Tamron Hall: so the first episode opens in prison, that’s where a lot of things end for some people.
Laurence Fishburne: Well Josh was smart to stand it on his head. It opens with Everett Copeland doing time. Everett Copeland is the guy who’s running the policy wheel. My character Curtis Eyeball Randolph built the policy business and handed it off to the Copeland family. Everett’s in jail he’s about to get out and come back to running the business and he’s being warmed up to by a young white gangster who works for the Capone organization. But yes it’s a great opening that you’re in jail suddenly and then once you get out you’re in Bronzeville you’re in the Southside and then you meet Jimmy.
Larenz Tate: That’s when we’re in the South. My character Jimmy Tillman is a hardworking individual from Arkansas and he sort of has a run in with some folks, he’s in the union and a turn of event happens where he has to leave Arkansas because he’s in fear of his life. So he leaves with a fellow traveling counterpart who’s a white guy. They go up to Chicago.

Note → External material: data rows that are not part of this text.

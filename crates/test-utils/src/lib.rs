//! Shared test utilities for the prasterblaster workspace.
//!
//! Raster generators, spatial reference fixtures, scratch paths, and
//! tolerance assertions for projected coordinates.
//!
//! ```toml
//! [dev-dependencies]
//! test-utils = { path = "../test-utils" }
//! ```

pub mod fixtures;
pub mod generators;
pub mod paths;

pub use fixtures::*;
pub use generators::*;
pub use paths::*;

/// Assert that two numbers differ by at most `tolerance`.
///
/// ```
/// use test_utils::assert_approx_eq;
///
/// assert_approx_eq!(111_319.49, 111_319.5, 0.1);
/// ```
#[macro_export]
macro_rules! assert_approx_eq {
    ($left:expr, $right:expr, $tolerance:expr $(,)?) => {{
        let (left, right, tolerance) = ($left as f64, $right as f64, $tolerance as f64);
        let diff = (left - right).abs();
        assert!(
            diff <= tolerance,
            "{} = {left} and {} = {right} differ by {diff} (tolerance {tolerance})",
            stringify!($left),
            stringify!($right),
        );
    }};
}

/// Assert that two `(x, y)` points agree on both axes within `tolerance`.
#[macro_export]
macro_rules! assert_coords_approx_eq {
    (($x1:expr, $y1:expr), ($x2:expr, $y2:expr), $tolerance:expr $(,)?) => {{
        $crate::assert_approx_eq!($x1, $x2, $tolerance);
        $crate::assert_approx_eq!($y1, $y2, $tolerance);
    }};
}

#[cfg(test)]
mod tests {
    #[test]
    fn test_within_tolerance() {
        assert_approx_eq!(1.0001, 1.0, 0.001);
        assert_approx_eq!(-5.5_f32, -5.500001, 1e-4);
        assert_coords_approx_eq!((1.0001, 2.0001), (1.0, 2.0), 0.001);
    }

    #[test]
    #[should_panic(expected = "differ by")]
    fn test_outside_tolerance() {
        assert_approx_eq!(1.1, 1.0, 0.001);
    }
}
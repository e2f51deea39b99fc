//! Projection error taxonomy.
//!
//! Every failure keeps the numeric GCTP status code so diagnostics can be
//! matched against the published GCTP error tables.

use raster_common::Unit;
use thiserror::Error;

/// Result type alias using ProjectionError.
pub type ProjResult<T> = Result<T, ProjectionError>;

/// GCTP status code for a point in the break region.
pub const IN_BREAK: i32 = -2;

#[derive(Debug, Error, Clone, Copy, PartialEq)]
pub enum ProjectionError {
    /// Soft failure from an interrupted projection. The point was still
    /// computed and is carried here in output units.
    #[error("point lies in the break region of an interrupted projection")]
    InBreak { x: f64, y: f64 },

    #[error("point is outside the projection domain (code {code})")]
    OutOfDomain { code: i32 },

    #[error("iteration failed to converge (code {code})")]
    NoConvergence { code: i32 },

    #[error("invalid projection parameter (code {code})")]
    InvalidParameter { code: i32 },

    #[error("incompatible units {from} -> {to}")]
    IncompatibleUnits { from: Unit, to: Unit },

    #[error("unsupported projection code {0}")]
    Unsupported(i32),
}

impl ProjectionError {
    pub fn domain(code: i32) -> Self {
        ProjectionError::OutOfDomain { code }
    }

    pub fn no_convergence(code: i32) -> Self {
        ProjectionError::NoConvergence { code }
    }

    pub fn invalid(code: i32) -> Self {
        ProjectionError::InvalidParameter { code }
    }

    /// Numeric GCTP status code.
    pub fn code(&self) -> i32 {
        match self {
            ProjectionError::InBreak { .. } => IN_BREAK,
            ProjectionError::OutOfDomain { code }
            | ProjectionError::NoConvergence { code }
            | ProjectionError::InvalidParameter { code } => *code,
            ProjectionError::IncompatibleUnits { .. } => 1101,
            ProjectionError::Unsupported(_) => -1,
        }
    }

    /// True for errors that still produced a usable point.
    pub fn is_soft(&self) -> bool {
        matches!(self, ProjectionError::InBreak { .. })
    }

    /// The computed point of a soft error.
    pub fn usable_point(&self) -> Option<(f64, f64)> {
        match self {
            ProjectionError::InBreak { x, y } => Some((*x, *y)),
            _ => None,
        }
    }

    /// Apply `f` to the point carried by a soft error, leaving hard errors
    /// untouched.
    pub(crate) fn map_point(self, f: impl FnOnce(f64, f64) -> (f64, f64)) -> Self {
        match self {
            ProjectionError::InBreak { x, y } => {
                let (x, y) = f(x, y);
                ProjectionError::InBreak { x, y }
            }
            other => other,
        }
    }
}

#[cfg(test)]
mod tests {
    use super::*;

    #[test]
    fn test_codes() {
        assert_eq!(ProjectionError::InBreak { x: 0.0, y: 0.0 }.code(), IN_BREAK);
        assert_eq!(ProjectionError::domain(93).code(), 93);
        assert_eq!(ProjectionError::no_convergence(235).code(), 235);
    }

    #[test]
    fn test_only_in_break_is_soft() {
        let soft = ProjectionError::InBreak { x: 1.0, y: 2.0 };
        assert!(soft.is_soft());
        assert_eq!(soft.usable_point(), Some((1.0, 2.0)));
        assert!(!ProjectionError::domain(1).is_soft());
        assert_eq!(ProjectionError::invalid(11).usable_point(), None);
    }
}
//! Simple parallel tiff writer
//!
//! Output rasters are GeoTIFFs holding a single uncompressed strip with
//! interleaved bands. One process creates the file; every process then
//! opens its own [`PTiff`] and writes its partitions at computed byte
//! offsets, with no locking and no communication.
//!
//! # Architecture
//!
//! ```text
//! rank 0: create_raster(path, description, projection)
//!      │
//!      ▼  (barrier)
//! every rank: open_raster(path) ─► PTiff
//!      │
//!      ├─► write_raster_chunk(chunk)
//!      │         │
//!      │         └─► area_byte_ranges(area) ─► seek + write per range
//!      │
//!      └─► close_raster() (sync_data)
//! ```
//!
//! [`RasterDataset`] is the read side: it opens any GeoTIFF the `tiff`
//! crate decodes and hands out [`reproject::RasterChunk`]s.

pub mod create;
pub mod dataset;
pub mod error;
pub mod geotiff;
pub mod ptiff;

pub use create::{create_raster, needs_bigtiff, RasterDescription};
pub use dataset::RasterDataset;
pub use error::{Result, SptwError};
pub use ptiff::{close_raster, open_raster, PTiff, StripLayout};
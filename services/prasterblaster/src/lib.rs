//! prasterblaster: parallel raster reprojection
//!
//! Runs one reprojection across a group of ranks. The driver only talks to
//! its peers through [`reproject::Coordinator`]; [`coordinator::ThreadGroup`]
//! provides the group as threads of one process.

pub mod coordinator;
pub mod driver;
pub mod report;

pub use coordinator::{ThreadCoordinator, ThreadGroup};
pub use driver::{load_projection, plan_output, run_rank, RunRequest};
pub use report::{RankReport, RunReport};
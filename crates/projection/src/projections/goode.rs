//! Goode Homolosine and Interrupted Mollweide.
//!
//! Both are spherical world projections cut into lobes, each lobe with its
//! own central meridian. Inverse points that land outside their lobe's
//! longitude range are reported as [`ProjectionError::InBreak`] carrying
//! the computed longitude/latitude.

use crate::constants::{EPSLN, HALF_PI, PI};
use crate::error::{ProjResult, ProjectionError, IN_BREAK};
use crate::params::Common;
use crate::projections::pseudocylindrical::auxiliary_angle;
use crate::util::{adjust_lon, sign};

/// Latitude where the sinusoidal and homolographic zones meet (40°44'11.8").
const HOMOLINE: f64 = 0.710987989993;

const MOLL_X: f64 = 0.900316316158;
const MOLL_Y: f64 = 1.4142135623731;
/// Vertical offset aligning the Mollweide zones with the sinusoidal zone.
const GOODE_Y_SHIFT: f64 = 0.0528035274542;

const LON_M100: f64 = -1.74532925199;
const LON_M40: f64 = -0.698131700798;
const LON_M20: f64 = -0.349065850399;
const LON_80: f64 = 1.3962634016;

#[derive(Debug, Clone, Copy)]
struct Lobe {
    center_lon: f64,
    west: f64,
    east: f64,
}

const fn lobe(center_lon: f64, west: f64, east: f64) -> Lobe {
    Lobe {
        center_lon,
        west,
        east,
    }
}

const WEST_EDGE: f64 = -(PI + EPSLN);
const EAST_EDGE: f64 = PI + EPSLN;

/// Goode regions. 1, 3, 4, 5, 8 and 9 are sinusoidal; the rest are
/// homolographic (0 and 2 north, 6, 7, 10 and 11 south).
const GOODE_LOBES: [Lobe; 12] = [
    lobe(LON_M100, WEST_EDGE, LON_M40),
    lobe(LON_M100, WEST_EDGE, LON_M40),
    lobe(0.523598775598, LON_M40, EAST_EDGE),
    lobe(0.523598775598, LON_M40, EAST_EDGE),
    lobe(-2.79252680319, WEST_EDGE, LON_M100),
    lobe(-1.0471975512, LON_M100, LON_M20),
    lobe(-2.79252680319, WEST_EDGE, LON_M100),
    lobe(-1.0471975512, LON_M100, LON_M20),
    lobe(0.349065850399, LON_M20, LON_80),
    lobe(2.44346095279, LON_80, EAST_EDGE),
    lobe(0.349065850399, LON_M20, LON_80),
    lobe(2.44346095279, LON_80, EAST_EDGE),
];

fn is_sinusoidal_region(region: usize) -> bool {
    matches!(region, 1 | 3 | 4 | 5 | 8 | 9)
}

/// Region index from a latitude-like and longitude-like value scaled to
/// the unit sphere. Used by both directions.
fn goode_region(lat: f64, lon: f64) -> usize {
    if lat >= HOMOLINE {
        if lon <= LON_M40 {
            0
        } else {
            2
        }
    } else if lat >= 0.0 {
        if lon <= LON_M40 {
            1
        } else {
            3
        }
    } else {
        let southern = lat < -HOMOLINE;
        let base = if lon <= LON_M100 {
            4
        } else if lon <= LON_M20 {
            5
        } else if lon <= LON_80 {
            8
        } else {
            9
        };
        if southern {
            base + 2
        } else {
            base
        }
    }
}

// ============================================================================
// Goode Homolosine
// ============================================================================

#[derive(Debug, Clone)]
pub struct GoodeHomolosine {
    radius: f64,
}

impl GoodeHomolosine {
    pub(crate) fn new(common: &Common) -> ProjResult<Self> {
        Ok(Self {
            radius: common.radius(),
        })
    }

    fn false_easting(&self, region: usize) -> f64 {
        self.radius * GOODE_LOBES[region].center_lon
    }

    pub(crate) fn forward(&self, lon: f64, lat: f64) -> ProjResult<(f64, f64)> {
        let region = goode_region(lat, lon);
        let r = self.radius;
        let mut dlon = adjust_lon(lon - GOODE_LOBES[region].center_lon);

        if is_sinusoidal_region(region) {
            let x = self.false_easting(region) + r * dlon * lat.cos();
            return Ok((x, r * lat));
        }

        let theta = auxiliary_angle(lat, PI * lat.sin(), 50, 251)?;
        if HALF_PI - lat.abs() < EPSLN {
            dlon = 0.0;
        }
        let x = self.false_easting(region) + MOLL_X * r * dlon * theta.cos();
        let y = r * (MOLL_Y * theta.sin() - GOODE_Y_SHIFT * sign(lat));
        Ok((x, y))
    }

    pub(crate) fn inverse(&self, x: f64, y: f64) -> ProjResult<(f64, f64)> {
        let r = self.radius;
        let region = goode_region(y / r, x / r);
        let lobe = GOODE_LOBES[region];
        let x = x - self.false_easting(region);

        let (mut lon, lat) = if is_sinusoidal_region(region) {
            let lat = y / r;
            if lat.abs() > HALF_PI {
                return Err(ProjectionError::domain(252));
            }
            let lon = if (lat.abs() - HALF_PI).abs() > EPSLN {
                adjust_lon(lobe.center_lon + x / (r * lat.cos()))
            } else {
                lobe.center_lon
            };
            (lon, lat)
        } else {
            let arg = (y + GOODE_Y_SHIFT * r * sign(y)) / (MOLL_Y * r);
            if arg.abs() > 1.0 {
                return Err(ProjectionError::domain(IN_BREAK));
            }
            let theta = arg.asin();
            let lon = adjust_lon(lobe.center_lon + x / (MOLL_X * r * theta.cos()));
            if lon < -(PI + EPSLN) {
                return Err(ProjectionError::domain(IN_BREAK));
            }
            let arg = (2.0 * theta + (2.0 * theta).sin()) / PI;
            if arg.abs() > 1.0 {
                return Err(ProjectionError::domain(IN_BREAK));
            }
            (lon, arg.asin())
        };

        // +180 and -180 can swap sides near the antimeridian.
        if (x < 0.0 && PI - lon < EPSLN) || (x > 0.0 && PI + lon < EPSLN) {
            lon = -lon;
        }

        if lon < lobe.west || lon > lobe.east {
            return Err(ProjectionError::InBreak { x: lon, y: lat });
        }
        Ok((lon, lat))
    }
}

// ============================================================================
// Interrupted Mollweide
// ============================================================================

const IMOLL_CENTERS: [f64; 6] = [
    1.0471975512,
    -2.96705972839,
    -0.523598776,
    1.57079632679,
    -2.44346095279,
    -0.34906585,
];

const IMOLL_EASTINGS: [f64; 6] = [
    -2.19988776387,
    -0.15713484,
    2.04275292359,
    -1.72848324304,
    0.31426968,
    2.19988776387,
];

/// Longitude bounds shared by several lobes.
const LON_20: f64 = 0.34906585;
const LON_110: f64 = 1.91986217719;
const LON_140: f64 = 2.44346095279;
const LON_M70: f64 = -1.2217304764;
const ANTIMERIDIAN: f64 = PI + 1.0e-14;

#[derive(Debug, Clone)]
pub struct InterruptedMollweide {
    radius: f64,
}

impl InterruptedMollweide {
    pub(crate) fn new(common: &Common) -> ProjResult<Self> {
        Ok(Self {
            radius: common.radius(),
        })
    }

    fn forward_region(lon: f64, lat: f64) -> usize {
        let wraps = |east_start: f64, west_end: f64| {
            (lon >= east_start && lon <= ANTIMERIDIAN) || (lon >= -ANTIMERIDIAN && lon < west_end)
        };
        if lat >= 0.0 {
            if (LON_20..LON_110).contains(&lon) {
                0
            } else if wraps(1.919862177, LON_M100) {
                1
            } else {
                2
            }
        } else if (LON_20..LON_140).contains(&lon) {
            3
        } else if wraps(LON_140, LON_M70) {
            4
        } else {
            5
        }
    }

    fn inverse_region(&self, x: f64, y: f64) -> usize {
        let r = self.radius;
        if y >= 0.0 {
            if x <= r * -1.41421356248 {
                0
            } else if x <= r * 0.942809042 {
                1
            } else {
                2
            }
        } else if x <= r * -0.942809042 {
            3
        } else if x <= r * 1.41421356248 {
            4
        } else {
            5
        }
    }

    fn in_break(region: usize, lon: f64) -> bool {
        match region {
            0 => !(LON_20..=LON_110).contains(&lon),
            1 => (lon < LON_110 && lon > LON_20) || (lon > LON_M100 && lon < LON_20),
            2 => lon < -1.745329252 || lon > LON_20,
            3 => !(LON_20..=LON_140).contains(&lon),
            4 => (lon < LON_140 && lon > LON_20) || (lon > LON_M70 && lon < LON_20),
            _ => !(LON_M70..=LON_20).contains(&lon),
        }
    }

    pub(crate) fn forward(&self, lon: f64, lat: f64) -> ProjResult<(f64, f64)> {
        let region = Self::forward_region(lon, lat);
        let r = self.radius;
        let mut dlon = adjust_lon(lon - IMOLL_CENTERS[region]);
        let theta = auxiliary_angle(lat, PI * lat.sin(), 50, 2)?;
        if HALF_PI - lat.abs() < EPSLN {
            dlon = 0.0;
        }
        let x = r * IMOLL_EASTINGS[region] + MOLL_X * r * dlon * theta.cos();
        Ok((x, r * MOLL_Y * theta.sin()))
    }

    pub(crate) fn inverse(&self, x: f64, y: f64) -> ProjResult<(f64, f64)> {
        let r = self.radius;
        let region = self.inverse_region(x, y);
        let x = x - r * IMOLL_EASTINGS[region];

        let arg = y / (MOLL_Y * r);
        if arg.abs() > 1.0 {
            return Err(ProjectionError::domain(IN_BREAK));
        }
        let theta = arg.asin();
        let lon = adjust_lon(IMOLL_CENTERS[region] + x / (MOLL_X * r * theta.cos()));
        let lat = ((2.0 * theta + (2.0 * theta).sin()) / PI).clamp(-1.0, 1.0).asin();

        if Self::in_break(region, lon) {
            return Err(ProjectionError::InBreak { x: lon, y: lat });
        }
        Ok((lon, lat))
    }
}

#[cfg(test)]
mod tests {
    use super::*;
    use crate::constants::{ProjCode, D2R};
    use crate::params::ProjectionSpec;

    fn common(code: ProjCode) -> Common {
        Common::load(&ProjectionSpec::new(code)).unwrap()
    }

    #[test]
    fn test_goode_round_trip_in_each_zone() {
        let goode = GoodeHomolosine::new(&common(ProjCode::GoodeHomolosine)).unwrap();
        for (lon, lat) in [(-120.0, 60.0), (10.0, 20.0), (-150.0, -10.0), (100.0, -55.0)] {
            let (x, y) = goode.forward(lon * D2R, lat * D2R).unwrap();
            let (lon2, lat2) = goode.inverse(x, y).unwrap();
            assert!((lon2 / D2R - lon).abs() < 1e-6, "lon {lon}");
            assert!((lat2 / D2R - lat).abs() < 1e-6, "lat {lat}");
        }
    }

    #[test]
    fn test_goode_interruption_is_soft() {
        let goode = GoodeHomolosine::new(&common(ProjCode::GoodeHomolosine)).unwrap();
        let r = goode.radius;
        // Between the -160 and -60 southern lobes, inside the -160 lobe's
        // column but east of its -100 boundary.
        let (_, y) = goode.forward(-160.0 * D2R, -60.0 * D2R).unwrap();
        let err = goode.inverse(-1.8 * r, y).unwrap_err();
        assert!(err.is_soft());
        let (lon, _) = err.usable_point().unwrap();
        assert!(lon > LON_M100);
    }

    #[test]
    fn test_interrupted_mollweide_round_trip() {
        let moll = InterruptedMollweide::new(&common(ProjCode::InterruptedMollweide)).unwrap();
        for (lon, lat) in [(60.0, 30.0), (-170.0, 10.0), (-30.0, 45.0), (90.0, -20.0), (-20.0, -60.0)] {
            let (x, y) = moll.forward(lon * D2R, lat * D2R).unwrap();
            let (lon2, lat2) = moll.inverse(x, y).unwrap();
            assert!((lon2 / D2R - lon).abs() < 1e-6, "lon {lon}");
            assert!((lat2 / D2R - lat).abs() < 1e-6, "lat {lat}");
        }
    }
}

Tamron Hall: This was the sort of American dream making it to Chicago
Larenz Tate: It’s also interesting, kind of gives you an example of the community that we had when those people would come from the South the moment they got off the train or wherever they were coming from they were always met by someone. And if you did not have a place to go they would set you up. You had somewhere to go. You couldn’t get someone to point you to a coffee shop right now. Back then you can step off the train and if you don’t have something you don’t worry about it your family and friends will set you up.
Tamron Hall: Why do you think this is the perfect time for something like this to be introduced?
Laurence: I always think things sort of happen organically. I’ve never really been one to sort of plan oh we need to do this now because. Certainly the whole Black Lives Matter or Black Live matter Too Movement suggests that this is a good time for us to come together and remember our communities are much stronger than perhaps most people give us credit for.